Tell me, please, how many lines in the records below include the word "them". Give no more than the number.

---------- Data to process ----------

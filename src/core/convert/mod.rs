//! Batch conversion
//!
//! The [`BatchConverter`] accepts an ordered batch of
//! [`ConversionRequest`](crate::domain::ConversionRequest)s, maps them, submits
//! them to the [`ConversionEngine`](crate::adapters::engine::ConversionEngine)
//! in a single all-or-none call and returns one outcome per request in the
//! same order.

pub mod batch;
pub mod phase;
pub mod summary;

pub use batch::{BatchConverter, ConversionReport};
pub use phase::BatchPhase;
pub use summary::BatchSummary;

----------
---------- Data to process ----------

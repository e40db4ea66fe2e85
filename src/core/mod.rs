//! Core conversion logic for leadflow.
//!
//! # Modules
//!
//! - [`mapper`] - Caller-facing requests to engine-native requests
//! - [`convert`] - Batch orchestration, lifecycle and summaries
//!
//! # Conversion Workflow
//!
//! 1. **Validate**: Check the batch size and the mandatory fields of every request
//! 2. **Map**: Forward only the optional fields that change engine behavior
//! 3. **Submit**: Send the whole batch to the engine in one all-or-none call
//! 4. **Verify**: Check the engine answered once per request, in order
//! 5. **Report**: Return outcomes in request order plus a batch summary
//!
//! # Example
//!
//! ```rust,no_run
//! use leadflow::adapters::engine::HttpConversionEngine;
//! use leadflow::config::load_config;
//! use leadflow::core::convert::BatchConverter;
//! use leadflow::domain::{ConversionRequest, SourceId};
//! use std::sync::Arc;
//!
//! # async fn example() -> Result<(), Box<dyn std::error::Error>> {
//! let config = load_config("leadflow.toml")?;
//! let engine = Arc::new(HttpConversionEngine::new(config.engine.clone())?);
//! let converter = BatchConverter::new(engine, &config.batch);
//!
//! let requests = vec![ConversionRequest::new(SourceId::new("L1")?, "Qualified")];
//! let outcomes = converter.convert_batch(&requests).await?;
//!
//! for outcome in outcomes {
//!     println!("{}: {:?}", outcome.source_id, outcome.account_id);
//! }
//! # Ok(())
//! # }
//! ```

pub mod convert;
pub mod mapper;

----------

# Result of the exercise
2